The Senate bill includes funding for an interim storage site for nuclear waste, but unlike the House of Representatives’ version, does not fund the restart of Yucca Mountain as a permanent repository.
The committee’s action came two days after the House Appropriations Committee voted 30-21 to approve a $31.4 billion funding bill for EPA, the Interior Department and other programs — $824 million less than current levels but $4.3 billion more than Trump had sought. EPA would see a $528 million cut, about 6.5%. Most Democrats opposed the bill.
On Wednesday, EPA Administrator Scott Pruitt said he agrees with a bipartisan House proposal to reject Trump’s plan to end spending on the Great Lakes Restoration Initiative. The House would authorize $300 million in fiscal 2018, maintaining the project’s current funding.
Ozone, Cybersecurity, Hydropower Bills Advance
Meanwhile, the full House approved two bills last week changing the federal government’s permitting and siting policies for oil and natural gas pipelines and four bills on hydropower, energy security and EPA’s ozone standards:
The Promoting Cross-Border Energy Infrastructure Act (H.R. 2883) would eliminate the need for presidential approval for pipelines or electric transmission lines that cross a border with Canada or Mexico. It was cleared 254-175. It would end the State Department’s role in the process.
The Promoting Interagency Coordination for Review of Natural Gas Pipelines Act (H.R. 2910), approved 248-179, would make FERC the lead agency for approving interstate pipelines and require other agencies to conduct simultaneous reviews. Of the hundreds of pipelines FERC has reviewed in the last 30 years, it has only rejected two, the Center for Public Integrity and StateImpact Pennsylvania reported last week.
The Ozone Standards Implementation Act of 2017 (H.R. 806) would give states flexibility in implementing National Ambient Air Quality Standards for ground-level ozone. It passed 229-199. The National Parks Conservation Association opposed the bill, saying it would allow companies seeking air pollution permits to ignore new ground-level ozone (smog) health standards for 10 years.
The House voted 420-2 to amend the Federal Power Act to streamline the federal review of qualifying conduit hydropower facilities (H.R. 2786). The bill eliminates the 5-MW cap on such projects and revises the time frame for an entity to contest whether its hydroelectric facility meets the qualifying criteria.
Enhancing State Energy Security Planning and Emergency Preparedness Act of 2017 (H.R. 3050) would provide financial assistance to states for implementing and revising energy security plans. The state plans must include a risk assessment of energy infrastructure and cross-sector interdependencies, and address potential hazards to each energy sector or system, including physical and cyber threats. It passed by voice vote.
H.R. 2828 would extend the deadline for beginning construction of the Enloe hydroelectric project on the Similkameen River about 3.5 miles northwest of the City of Oroville, in north-central Washington. It passed by voice vote.

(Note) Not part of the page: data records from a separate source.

use awara::{lexer, token::TokenKind};
use criterion::{criterion_group, criterion_main, Criterion};
use std::hint::black_box;

static INPUT: &str = include_str!("../../demos/big.awara");

fn lexer_incremental(input: &str) {
    let mut i = 0;
    for token in lexer::Lexer::new(input) {
        if matches!(token.kind, TokenKind::Error(_)) {
            continue;
        }
        i += 1;
    }
    black_box(i);
}

fn lexer_eager(input: &str) {
    let tokens = lexer::lex_in_new(input);
    black_box(tokens.len());
}

fn criterion_benchmark(c: &mut Criterion) {
    c.bench_function("incremental", |b| {
        b.iter(|| lexer_incremental(black_box(INPUT)));
    });
    c.bench_function("eager", |b| b.iter(|| lexer_eager(black_box(INPUT))));
}

criterion_group!(benches, criterion_benchmark);
criterion_main!(benches);
//! A non-concurrent mark and sweep collector.
//!
//! Every allocation is prefixed by a [`Header`] and tracked in an allocation
//! table keyed by the data pointer handed out to callers. Objects carry no
//! reference layout, so marking only reaches the roots themselves.

use std::{
    alloc::{alloc, dealloc, Layout},
    collections::HashMap,
    mem::size_of,
    ptr::NonNull,
};

/// Alignment of every allocation, and offset of the data from its header.
const ALIGN: usize = 16;

const _: () = assert!(size_of::<Header>() <= ALIGN);

#[repr(C)]
struct Header {
    /// Requested size, excluding the header.
    size: usize,
    marked: bool,
}

/// A snapshot of a tracked allocation.
#[derive(Copy, Clone, Debug, PartialEq, Eq)]
pub struct ObjectRecord {
    pub size: usize,
    pub marked: bool,
}

#[derive(Copy, Clone, Debug, PartialEq, Eq)]
pub enum Error {
    OutOfMemory { size: usize },
}

#[derive(Default)]
pub struct GarbageCollector {
    /// Data pointer to header.
    objects: HashMap<NonNull<u8>, NonNull<Header>>,
    /// Always a subset of the tracked data pointers. May hold duplicates.
    roots: Vec<NonNull<u8>>,
}

impl GarbageCollector {
    pub fn new() -> GarbageCollector {
        GarbageCollector::default()
    }

    /// Allocates `size` zeroed bytes, returning the data pointer. The
    /// allocation is tracked, but not rooted, so the next collection frees it
    /// unless [`GarbageCollector::add_root`] is called.
    pub fn allocate(&mut self, size: usize) -> Result<NonNull<u8>, Error> {
        let layout = Self::layout(size).ok_or(Error::OutOfMemory { size })?;

        // SAFETY: The layout is never zero-sized, since it includes the header.
        let base = unsafe { alloc(layout) };
        let Some(base) = NonNull::new(base) else {
            return Err(Error::OutOfMemory { size });
        };

        let header = base.cast::<Header>();
        // SAFETY: `base` is valid for `layout.size()` bytes and aligned to
        // `ALIGN`, which satisfies both `Header` and the data offset.
        let data = unsafe {
            header.as_ptr().write(Header {
                size,
                marked: false,
            });
            let data = NonNull::new_unchecked(base.as_ptr().add(ALIGN));
            data.as_ptr().write_bytes(0, size);
            data
        };

        self.objects.insert(data, header);
        Ok(data)
    }

    /// Roots `ptr`. Untracked pointers are ignored.
    pub fn add_root(&mut self, ptr: NonNull<u8>) {
        if self.is_tracked(ptr) {
            self.roots.push(ptr);
        }
    }

    /// Removes every occurrence of `ptr` from the root set.
    pub fn remove_root(&mut self, ptr: NonNull<u8>) {
        self.roots.retain(|&root| root != ptr);
    }

    /// Frees every allocation not reachable from the roots. Survivors have their
    /// mark reset.
    pub fn collect(&mut self) {
        self.mark();
        self.sweep();
    }

    fn mark(&mut self) {
        for root in &self.roots {
            if let Some(header) = self.objects.get(root) {
                // SAFETY: Tracked headers are live until swept.
                unsafe { (*header.as_ptr()).marked = true };
            }
        }
    }

    fn sweep(&mut self) {
        self.objects.retain(|_, &mut header| {
            // SAFETY: Tracked headers are live until swept.
            let header_ref = unsafe { &mut *header.as_ptr() };
            if header_ref.marked {
                header_ref.marked = false;
                true
            } else {
                // SAFETY: Removed from the table right after, hence freed once.
                unsafe { Self::free(header) };
                false
            }
        });
    }

    pub fn len(&self) -> usize {
        self.objects.len()
    }

    pub fn is_empty(&self) -> bool {
        self.objects.is_empty()
    }

    pub fn is_tracked(&self, ptr: NonNull<u8>) -> bool {
        self.objects.contains_key(&ptr)
    }

    pub fn record(&self, ptr: NonNull<u8>) -> Option<ObjectRecord> {
        let header = self.objects.get(&ptr)?;
        // SAFETY: Tracked headers are live until swept.
        let header = unsafe { header.as_ref() };
        Some(ObjectRecord {
            size: header.size,
            marked: header.marked,
        })
    }

    pub fn roots(&self) -> &[NonNull<u8>] {
        &self.roots
    }

    fn layout(size: usize) -> Option<Layout> {
        let total = size.checked_add(ALIGN)?;
        Layout::from_size_align(total, ALIGN).ok()
    }

    /// # Safety
    ///
    /// `header` must come from [`GarbageCollector::allocate`] and must not have
    /// been freed already.
    unsafe fn free(header: NonNull<Header>) {
        let size = header.as_ref().size;
        // Known to be valid, since the same layout was used to allocate.
        let layout = Layout::from_size_align_unchecked(size + ALIGN, ALIGN);
        dealloc(header.as_ptr().cast(), layout);
    }
}

impl Drop for GarbageCollector {
    fn drop(&mut self) {
        for (_, header) in self.objects.drain() {
            // SAFETY: Each tracked header is freed exactly once, here.
            unsafe { Self::free(header) };
        }
    }
}

#[cfg(test)]
mod tests {
    use pretty_assertions::assert_eq;

    use super::*;

    #[test]
    fn test_allocate_tracks_zeroed_memory() {
        let mut gc = GarbageCollector::new();
        let ptr = gc.allocate(32).unwrap();

        assert!(gc.is_tracked(ptr));
        assert_eq!(gc.len(), 1);
        assert_eq!(ptr.as_ptr() as usize % ALIGN, 0);
        assert_eq!(
            gc.record(ptr),
            Some(ObjectRecord {
                size: 32,
                marked: false
            })
        );

        let bytes = unsafe { std::slice::from_raw_parts_mut(ptr.as_ptr(), 32) };
        assert!(bytes.iter().all(|&b| b == 0));
        bytes.copy_from_slice(&[7; 32]);
        assert_eq!(bytes[31], 7);
    }

    #[test]
    fn test_allocate_zero_bytes() {
        let mut gc = GarbageCollector::new();
        let a = gc.allocate(0).unwrap();
        let b = gc.allocate(0).unwrap();
        assert_ne!(a, b);
        assert_eq!(gc.len(), 2);
    }

    #[test]
    fn test_allocate_too_large() {
        let mut gc = GarbageCollector::new();
        assert_eq!(
            gc.allocate(usize::MAX),
            Err(Error::OutOfMemory { size: usize::MAX })
        );
        assert!(gc.is_empty());
    }

    #[test]
    fn test_collect_frees_unrooted() {
        let mut gc = GarbageCollector::new();
        let rooted = gc.allocate(8).unwrap();
        let garbage = gc.allocate(8).unwrap();
        gc.add_root(rooted);

        gc.collect();

        assert!(gc.is_tracked(rooted));
        assert!(!gc.is_tracked(garbage));
        assert_eq!(gc.len(), 1);
        assert_eq!(
            gc.record(rooted),
            Some(ObjectRecord {
                size: 8,
                marked: false
            })
        );
        assert_eq!(gc.record(garbage), None);
    }

    #[test]
    fn test_collect_twice_keeps_roots() {
        let mut gc = GarbageCollector::new();
        let ptr = gc.allocate(16).unwrap();
        gc.add_root(ptr);

        gc.collect();
        gc.collect();

        assert!(gc.is_tracked(ptr));
        assert_eq!(gc.record(ptr).map(|r| r.marked), Some(false));
    }

    #[test]
    fn test_add_root_ignores_untracked() {
        let mut gc = GarbageCollector::new();
        let mut local = 0_u8;
        gc.add_root(NonNull::from(&mut local));
        assert!(gc.roots().is_empty());
    }

    #[test]
    fn test_remove_root_removes_every_occurrence() {
        let mut gc = GarbageCollector::new();
        let ptr = gc.allocate(4).unwrap();
        gc.add_root(ptr);
        gc.add_root(ptr);
        assert_eq!(gc.roots(), [ptr, ptr]);

        gc.remove_root(ptr);
        assert!(gc.roots().is_empty());

        gc.collect();
        assert!(gc.is_empty());
    }

    #[test]
    fn test_drop_frees_live_allocations() {
        let mut gc = GarbageCollector::new();
        for size in [1, 64, 1024] {
            let ptr = gc.allocate(size).unwrap();
            gc.add_root(ptr);
        }
        gc.allocate(3).unwrap();
        assert_eq!(gc.len(), 4);
        drop(gc);
    }
}
use crate::{
    codegen,
    ir::Module,
    parser,
    token::Spanned,
};

#[derive(Clone, Debug, PartialEq, Eq)]
pub enum Error {
    Parse(Spanned<parser::Error>),
    Codegen(Spanned<codegen::Error>),
}

impl From<Spanned<parser::Error>> for Error {
    fn from(error: Spanned<parser::Error>) -> Self {
        Error::Parse(error)
    }
}

impl From<Spanned<codegen::Error>> for Error {
    fn from(error: Spanned<codegen::Error>) -> Self {
        Error::Codegen(error)
    }
}

/// Lexes, parses and lowers `src` into a module named `module_name`.
pub fn compile(src: &str, module_name: &str) -> Result<Module, Error> {
    let program = parser::parse_program(src)?;
    let module = codegen::CodeGenerator::new(module_name).generate(&program)?;
    Ok(module)
}

#[cfg(test)]
mod tests {
    use indoc::indoc;
    use pretty_assertions::assert_eq;

    use super::*;
    use crate::lexer;

    #[test]
    fn test_compile() {
        let module = compile(r#"dikha_bhai "hi""#, "hello").unwrap();
        let expected = indoc! {r#"
            ; ModuleID = 'hello'

            @.str = private unnamed_addr constant [3 x i8] c"hi\00"

            declare void @dikha_bhai(ptr)

            define i32 @main() {
            entry:
              call void @dikha_bhai(ptr @.str)
              ret i32 0
            }
        "#};
        assert_eq!(module.to_string(), expected);
    }

    #[test]
    fn test_lexer_failure() {
        let error = compile("dikha_bhai \"abc", "m").unwrap_err();
        let Error::Parse(error) = error else {
            panic!("expected a parse error");
        };
        assert_eq!(error.inner, parser::Error::Lexer(lexer::Error::UnterminatedString));
    }

    #[test]
    fn test_codegen_failure() {
        let error = compile("dekh f(x bool) {}", "m").unwrap_err();
        assert_eq!(format!("{error:#}"), "1:10: cannot lower parameter type `bool`");
        assert!(matches!(error, Error::Codegen(_)));
    }

    #[test]
    fn test_demo_program() {
        let module = compile(include_str!("../demos/big.awara"), "big").unwrap();
        assert!(module.get_function("main").is_some());
        assert!(module.get_declaration(codegen::PRINT_ENTRY_POINT).is_some());
    }
}
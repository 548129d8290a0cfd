use std::{io, ptr::NonNull};

use crate::gc::{self, GarbageCollector};

/// The services generated code links against. Owns the collector.
pub struct Runtime<W> {
    gc: GarbageCollector,
    out: W,
}

impl Runtime<io::Stdout> {
    pub fn stdout() -> Runtime<io::Stdout> {
        Runtime::new(io::stdout())
    }
}

impl<W: io::Write> Runtime<W> {
    pub fn new(out: W) -> Runtime<W> {
        Runtime {
            gc: GarbageCollector::new(),
            out,
        }
    }

    /// Writes `text` followed by a line break.
    pub fn print(&mut self, text: &str) -> io::Result<()> {
        writeln!(self.out, "{text}")?;
        self.out.flush()
    }

    /// Best-effort check of a textual value against a type name. Unknown type
    /// names always pass.
    pub fn check_type(value: &str, type_name: &str) -> bool {
        match type_name {
            "int" => value.parse::<i32>().is_ok(),
            "float" => value.parse::<f32>().is_ok(),
            _ => true,
        }
    }

    /// Allocates through the collector. The result must be rooted with
    /// [`Runtime::mark_root`] to survive a collection.
    pub fn allocate(&mut self, size: usize) -> Result<NonNull<u8>, gc::Error> {
        self.gc.allocate(size)
    }

    /// Releases `ptr` to the collector, which frees it on the next collection.
    pub fn free(&mut self, ptr: NonNull<u8>) {
        self.gc.remove_root(ptr);
    }

    pub fn mark_root(&mut self, ptr: NonNull<u8>) {
        self.gc.add_root(ptr);
    }

    /// Hands a value produced by generated code to the collector, which keeps
    /// it alive until it is freed. Pointers the collector doesn't own are
    /// ignored.
    pub fn register(&mut self, ptr: NonNull<u8>) {
        self.gc.add_root(ptr);
    }

    /// Formats `value` as a new NUL-terminated string owned by the collector.
    pub fn int_to_str(&mut self, value: i32) -> Result<NonNull<u8>, gc::Error> {
        self.alloc_str(&value.to_string())
    }

    /// Returns a new NUL-terminated `true` or `false`.
    pub fn bool_to_str(&mut self, value: bool) -> Result<NonNull<u8>, gc::Error> {
        self.alloc_str(if value { "true" } else { "false" })
    }

    fn alloc_str(&mut self, text: &str) -> Result<NonNull<u8>, gc::Error> {
        let ptr = self.gc.allocate(text.len() + 1)?;
        // SAFETY: The block holds `text.len() + 1` bytes and was just
        // allocated, so it can't overlap `text`.
        unsafe {
            std::ptr::copy_nonoverlapping(text.as_ptr(), ptr.as_ptr(), text.len());
            ptr.as_ptr().add(text.len()).write(0);
        }
        Ok(ptr)
    }

    pub fn collect_garbage(&mut self) {
        self.gc.collect();
    }

    pub fn is_khali(ptr: *const u8) -> bool {
        ptr.is_null()
    }

    pub fn create_khali() -> *mut u8 {
        std::ptr::null_mut()
    }

    pub fn gc(&self) -> &GarbageCollector {
        &self.gc
    }

    pub fn into_inner(self) -> W {
        self.out
    }
}
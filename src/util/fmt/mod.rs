//! Human-readable renderings: error messages and AST trees.

pub mod error;
pub mod tree;
use std::{
    error::Error,
    io::{self, Write},
};

use awara::{codegen::DEFAULT_MODULE_NAME, pipeline};

fn main() {
    if let Err(error) = run() {
        println!("failed to run: {error}");
    }
}

fn run() -> Result<(), Box<dyn Error>> {
    let mut input = String::new();
    loop {
        print!("> ");
        io::stdout().flush()?;

        input.clear();
        let n = io::stdin().read_line(&mut input)?;

        if n == 0 {
            println!("^D");
            return Ok(());
        }

        match pipeline::compile(&input, DEFAULT_MODULE_NAME) {
            Ok(module) => print!("{module}"),
            Err(error) => println!("error: {error:#}"),
        }
    }
}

In other action, the House Energy and Commerce Committee’s Digital Commerce and Consumer Protection subcommittee approved bipartisan legislation on self-driving cars by voice vote. The bill allows automakers to deploy up to 100,000 self-driving vehicles without meeting existing auto safety standards and prevents states from imposing rules on them.
Upton to Join Bipartisan Climate Group?
The former chair of the committee, Rep. Fred Upton (R-Mich.), said he may join the bipartisan Climate Solutions Caucus. Upton, now chair of the Subcommittee on Energy, was among 46 Republicans who voted last week to support the designation of climate change as a national security threat in the National Defense Authorization Act.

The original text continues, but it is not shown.